One thing I forgot to say. When my daughter had her accident (she did not die, but has been left a veggie), I lost a LOT of "friends". No one knew what to say to us, so they just stopped talking to us.

You can't make their grief go away. But you can't just avoid it either. Be there for them. If the subject is appropriate, talk about it, if not don't. But "walking on egg shells" around them or avoiding them will only hurt them in the end. The idea of calling in a couple of weeks to ask how things are going is good. The people that began avoiding us after my daughter's accident have never "rejoined" our lives. I guess they felt it easier to just stay away.







This is what you should avoid. Being there IS hard. But it is what she needs, family.


----------



## mommyofannaisaac (Jun 6, 2006)

It hasen't been that long since I lost my son 5 hrs after his delivery because of the doctor's mistake. Make sure that you let your cousin know that you know she had a baby- let her know that she is still a mom. Just because he baby isn't here doesn't make her any less of a mother. If she is a Christian, remind her that he daughter is waiting for her in Heaven. A bible verse that really helped me was Ecc. 11:5 " As thou knowest not what is the way of the spirit, nor how the bones do grow in the womb of her that is with child: even so thou knowest not the works of God who maketh all." We don't know why bad things happen but God does- He made that baby and he didn't make a mistake when he did. Something that helps me is knowing God knows the future. What is my son had lived and was kidnapped and torchered or something. I would rather him be safe in heaven without me than for me to have him for just awhile and have him suffer. I will see him again one day, just as your cousin will see her baby one day. I know how hard it is, I know there are times when you just want to throw up your hands and quit, but If I quit I may not make it to heaven and I would never get to see my son. I hope this helps you.
I wrote a poem if you would like to share it with your cousin. You can look it up in my post- it's called Our little man. Also, a song called "God needed one more star.( my father in-law wrote it for out baby's funeral.)


----------



## lolalapcat (Sep 7, 2006)

Shawna--

I feel so bad for your cousin, and for all of you who hurt for her.

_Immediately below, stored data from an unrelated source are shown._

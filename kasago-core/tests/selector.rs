mod tests {
    use kasago_test_support::{
        graphs::{corpus_with_labels, vertex_graph},
        stubs::{FailingOracle, SubsetOracle},
    };

    use super::*;
    use crate::error::KasagoErrorCode;

    fn max(features: usize) -> NonZeroUsize {
        NonZeroUsize::new(features).expect("test constant is non-zero")
    }

    /// Eight single-vertex graphs; the selector sees labels `[1; 4] ++ [0; 4]`.
    ///
    /// Vertex labels encode which candidate patterns occur where:
    /// `P` only in positives, `Q` in three positives and one negative, `U`
    /// everywhere.
    fn eight_graph_corpus() -> Corpus {
        let vertex_labels: [&[&str]; 8] = [
            &["P", "Q", "U"],
            &["P", "Q", "U"],
            &["P", "Q", "U"],
            &["P", "U"],
            &["Q", "U"],
            &["U"],
            &["U"],
            &["U"],
        ];
        let graphs = vertex_labels.iter().map(|labels| vertex_graph(labels)).collect();
        corpus_with_labels(graphs, &[1, 1, 1, 1, 0, 0, 0, 0])
    }

    #[test]
    fn ranks_by_descending_correlation() {
        let corpus = eight_graph_corpus();
        // Candidate order deliberately differs from the expected ranking.
        let candidates = vec![
            vertex_graph(&["U"]),
            vertex_graph(&["Q"]),
            vertex_graph(&["P"]),
        ];
        let ranked = select_discriminative(candidates, &corpus, &SubsetOracle, max(3))
            .expect("selection succeeds");

        // P separates perfectly: [[4,0],[0,4]] scores 4.5 under Yates.
        // Q gives [[3,1],[1,3]] = 0.5; U is degenerate and falls back to 0.
        let order: Vec<usize> = ranked.iter().map(RankedPattern::source_index).collect();
        assert_eq!(order, vec![2, 1, 0]);
        assert!((ranked[0].score() - 4.5).abs() < 1e-12);
        assert!((ranked[1].score() - 0.5).abs() < 1e-12);
        assert_eq!(ranked[2].score(), 0.0);
    }

    #[test]
    fn perfect_separator_outranks_weaker_candidates() {
        let graphs = vec![
            vertex_graph(&["P", "Q"]),
            vertex_graph(&["P"]),
            vertex_graph(&["Q"]),
            vertex_graph(&[]),
        ];
        let corpus = corpus_with_labels(graphs, &[1, 1, 0, 0]);
        let candidates = vec![vertex_graph(&["Q"]), vertex_graph(&["P"])];
        let ranked = select_discriminative(candidates, &corpus, &SubsetOracle, max(2))
            .expect("selection succeeds");

        // P yields [[2,0],[0,2]], the maximum for four examples.
        assert_eq!(ranked[0].source_index(), 1);
        assert!((ranked[0].score() - 1.0).abs() < 1e-12);
        assert_eq!(ranked[1].source_index(), 0);
    }

    #[test]
    fn equal_scores_preserve_candidate_order() {
        let corpus = eight_graph_corpus();
        // Two copies of the same degenerate candidate plus one in between.
        let candidates = vec![
            vertex_graph(&["U"]),
            vertex_graph(&["Q"]),
            vertex_graph(&["U"]),
        ];
        let ranked = select_discriminative(candidates, &corpus, &SubsetOracle, max(3))
            .expect("selection succeeds");
        let order: Vec<usize> = ranked.iter().map(RankedPattern::source_index).collect();
        assert_eq!(order, vec![1, 0, 2]);
    }

    #[test]
    fn requesting_more_features_than_candidates_returns_all() {
        let corpus = eight_graph_corpus();
        let candidates = vec![vertex_graph(&["P"]), vertex_graph(&["Q"])];
        let ranked = select_discriminative(candidates, &corpus, &SubsetOracle, max(100))
            .expect("selection succeeds");
        assert_eq!(ranked.len(), 2);
    }

    #[test]
    fn truncates_to_max_features() {
        let corpus = eight_graph_corpus();
        let candidates = vec![
            vertex_graph(&["U"]),
            vertex_graph(&["Q"]),
            vertex_graph(&["P"]),
        ];
        let ranked = select_discriminative(candidates, &corpus, &SubsetOracle, max(1))
            .expect("selection succeeds");
        assert_eq!(ranked.len(), 1);
        assert_eq!(ranked[0].source_index(), 2);
    }

    #[test]
    fn unlabeled_corpus_is_rejected() {
        let corpus = Corpus::new(vec![vertex_graph(&["P"])]);
        let err = select_discriminative(vec![vertex_graph(&["P"])], &corpus, &SubsetOracle, max(1))
            .expect_err("selection needs labels");
        assert_eq!(err.code(), KasagoErrorCode::MissingLabels);
    }

    #[test]
    fn out_of_domain_label_is_rejected() {
        let corpus = corpus_with_labels(
            vec![vertex_graph(&["P"]), vertex_graph(&["P"])],
            &[1, 3],
        );
        let err = select_discriminative(vec![vertex_graph(&["P"])], &corpus, &SubsetOracle, max(1))
            .expect_err("label 3 is outside the binary domain");
        assert!(matches!(
            err,
            KasagoError::NonBinaryLabel { index: 1, label: 3 }
        ));
    }

    #[test]
    fn degenerate_fallback_is_logged() {
        use kasago_test_support::tracing::RecordingLayer;
        use tracing_subscriber::layer::SubscriberExt;

        let layer = RecordingLayer::default();
        let subscriber = tracing_subscriber::registry().with(layer.clone());
        let corpus = eight_graph_corpus();
        let ranked = tracing::subscriber::with_default(subscriber, || {
            select_discriminative(vec![vertex_graph(&["U"])], &corpus, &SubsetOracle, max(1))
        })
        .expect("selection succeeds");
        assert_eq!(ranked[0].score(), 0.0);

        let logged = layer.events().iter().any(|event| {
            event.level == tracing::Level::DEBUG
                && event
                    .fields
                    .get("message")
                    .is_some_and(|message| message.contains("degenerate contingency table"))
        });
        assert!(logged, "expected a debug event for the degenerate fallback");
    }

    #[test]
    fn oracle_failure_aborts_selection_with_candidate_context() {
        let corpus = corpus_with_labels(vec![vertex_graph(&["P"])], &[1]);
        let err = select_discriminative(
            vec![vertex_graph(&["P"])],
            &corpus,
            &FailingOracle,
            max(1),
        )
        .expect_err("failing oracle must abort selection");
        assert!(matches!(err, KasagoError::Oracle { candidate: 0, .. }));
    }
}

It may be modern times that contribute to our awkwardness with death. Of course, childhood death was more common, far more people were struck in their youth, it was part of life. Now modern medicine makes us believe most things can be fixed. And death is so removed from our everyday lives. I think it would be easier to accept the death of a loved one if things were still done the way they used to--if the family were the ones cleaning the body, dressing it and laying it out, preparing for the funeral. It may seem morbid, but it must have been kind of comforting, that you were truly paying your respect in a physical way, acquainting yourself with the concept that the body is an empty shell and the soul has moved on.

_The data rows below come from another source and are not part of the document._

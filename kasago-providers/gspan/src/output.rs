//! Parsing the miner's pattern stream back into the graph model.

use kasago_core::{Graph, GraphBuilder, MinerError};

use crate::labels::LabelTables;

/// Parses the miner's stdout: `t`-prefixed headers separate patterns, and
/// `v <id> <code>` / `e <src> <dst> <code>` lines carry interned labels.
///
/// Anything after the `t` token on a header line (pattern ids, support
/// counts) is ignored. Any other non-blank content is malformed — partial
/// pattern sets are never returned.
pub(crate) fn parse_patterns(text: &str, tables: &LabelTables) -> Result<Vec<Graph>, MinerError> {
    let mut graphs = Vec::new();
    let mut current = GraphBuilder::new();

    for (index, raw) in text.lines().enumerate() {
        let line = index + 1;
        let trimmed = raw.trim();
        if trimmed.is_empty() {
            continue;
        }
        let fields: Vec<&str> = trimmed.split_whitespace().collect();
        match fields.first().copied() {
            Some("t") => finalize(&mut current, &mut graphs),
            Some("v") => parse_vertex(line, &fields, tables, &mut current)?,
            Some("e") => parse_edge(line, &fields, tables, &mut current)?,
            Some(directive) => {
                return Err(MinerError::Malformed {
                    line,
                    message: format!("unrecognized directive `{directive}`"),
                });
            }
            None => {}
        }
    }

    finalize(&mut current, &mut graphs);
    Ok(graphs)
}

fn finalize(current: &mut GraphBuilder, graphs: &mut Vec<Graph>) {
    if !current.is_empty() {
        let builder = std::mem::take(current);
        graphs.push(builder.finish());
    }
}

fn parse_vertex(
    line: usize,
    fields: &[&str],
    tables: &LabelTables,
    current: &mut GraphBuilder,
) -> Result<(), MinerError> {
    let &[_, id, code] = fields else {
        return Err(field_count(line, 'v', 3, fields.len()));
    };
    let id = parse_number(line, id)?;
    let code: usize = parse_number(line, code)?;
    let label = tables.vertices.resolve(code).ok_or_else(|| {
        MinerError::Malformed {
            line,
            message: format!("unknown vertex label code {code}"),
        }
    })?;
    current
        .add_vertex(id, label)
        .map_err(|err| MinerError::Malformed {
            line,
            message: err.to_string(),
        })
}

fn parse_edge(
    line: usize,
    fields: &[&str],
    tables: &LabelTables,
    current: &mut GraphBuilder,
) -> Result<(), MinerError> {
    let &[_, source, target, code] = fields else {
        return Err(field_count(line, 'e', 4, fields.len()));
    };
    let source = parse_number(line, source)?;
    let target = parse_number(line, target)?;
    let code: usize = parse_number(line, code)?;
    let label = tables.edges.resolve(code).ok_or_else(|| {
        MinerError::Malformed {
            line,
            message: format!("unknown edge label code {code}"),
        }
    })?;
    current
        .add_edge(source, target, label)
        .map_err(|err| MinerError::Malformed {
            line,
            message: err.to_string(),
        })
}

fn parse_number<T: std::str::FromStr>(line: usize, token: &str) -> Result<T, MinerError> {
    token.parse().map_err(|_| MinerError::Malformed {
        line,
        message: format!("invalid integer `{token}`"),
    })
}

fn field_count(line: usize, directive: char, expected: usize, found: usize) -> MinerError {
    MinerError::Malformed {
        line,
        message: format!("`{directive}` line has {found} fields but expects {expected}"),
    }
}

I find scripture to be profoundly comforting. It surprised me, how many passages spoke to me in my grief. Since this is in line with your cousin's beliefs, I think it would be very thoughtful to include verses with particular meaning to you.

Also, pass along the information on SHARE. I would have appreciated someone giving me a path to follow, instead of having to search on my own.

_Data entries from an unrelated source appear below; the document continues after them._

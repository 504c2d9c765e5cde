//! Rendering a corpus into the miner's numeric transaction format.

use std::collections::HashMap;
use std::io::{self, Write};

use kasago_core::Corpus;

use crate::labels::LabelTables;

/// Writes one `t # <index>` transaction per graph.
///
/// Per-graph vertex ids are compacted to `0..n` in declaration order, and
/// string labels are interned into `tables` as they are first seen.
pub(crate) fn write_transactions<W: Write>(
    corpus: &Corpus,
    tables: &mut LabelTables,
    writer: &mut W,
) -> io::Result<()> {
    for (index, graph) in corpus.graphs().iter().enumerate() {
        writeln!(writer, "t # {index}")?;
        let compact: HashMap<u32, usize> = graph
            .vertices()
            .iter()
            .enumerate()
            .map(|(position, vertex)| (vertex.id(), position))
            .collect();
        for (position, vertex) in graph.vertices().iter().enumerate() {
            let code = tables.vertices.intern(vertex.label());
            writeln!(writer, "v {position} {code}")?;
        }
        for edge in graph.edges() {
            // Both endpoints are declared vertices by Graph's invariants.
            let source = compact[&edge.source()];
            let target = compact[&edge.target()];
            let code = tables.edges.intern(edge.label());
            writeln!(writer, "e {source} {target} {code}")?;
        }
    }
    Ok(())
}

#[cfg(test)]
mod tests {
    use kasago_test_support::graphs::graph;

    use super::*;

    #[test]
    fn renders_compacted_ids_and_interned_codes() {
        let first = graph(&[(10, "C"), (7, "O")], &[(10, 7, "s")]);
        let second = graph(&[(0, "O")], &[]);
        let corpus = Corpus::new(vec![first, second]);

        let mut tables = LabelTables::default();
        let mut rendered = Vec::new();
        write_transactions(&corpus, &mut tables, &mut rendered)
            .expect("writing to a Vec cannot fail");

        let text = String::from_utf8(rendered).expect("transactions are UTF-8");
        assert_eq!(text, "t # 0\nv 0 0\nv 1 1\ne 0 1 0\nt # 1\nv 0 1\n");
        assert_eq!(tables.vertices.resolve(0), Some("C"));
        assert_eq!(tables.vertices.resolve(1), Some("O"));
        assert_eq!(tables.edges.resolve(0), Some("s"));
    }
}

What I would have appreciated more than anything was ongoing support. Your cousin will be surrounded by people for a while, then everyone will go back to their routine and she may not have much support. A card in the mail, an email, a phone call, every couple of weeks or so....include your uncle too, as it is his loss also.

Yes, your baby daughter will remind them of who they lost. But that is life, and she is not some random child, she is family. If you do go to the funeral, I think it would be appropriate that she would be with you. If the family knows about your painful history of loss, seeing you there with your baby may give them hope.

Your heart is so big, that you care so much about helping your cousin. I hope you figure out the right thing to do.

Keri


----------



## taradt (Jun 10, 2003)

to your cousin and the family.

There has been lots of great advice given, I agree the best thing is to ask about Jayden and use her name. The people that talk about our son and use his name are those that we treasure the most.

and







to you for being so caring and concerned

tara


----------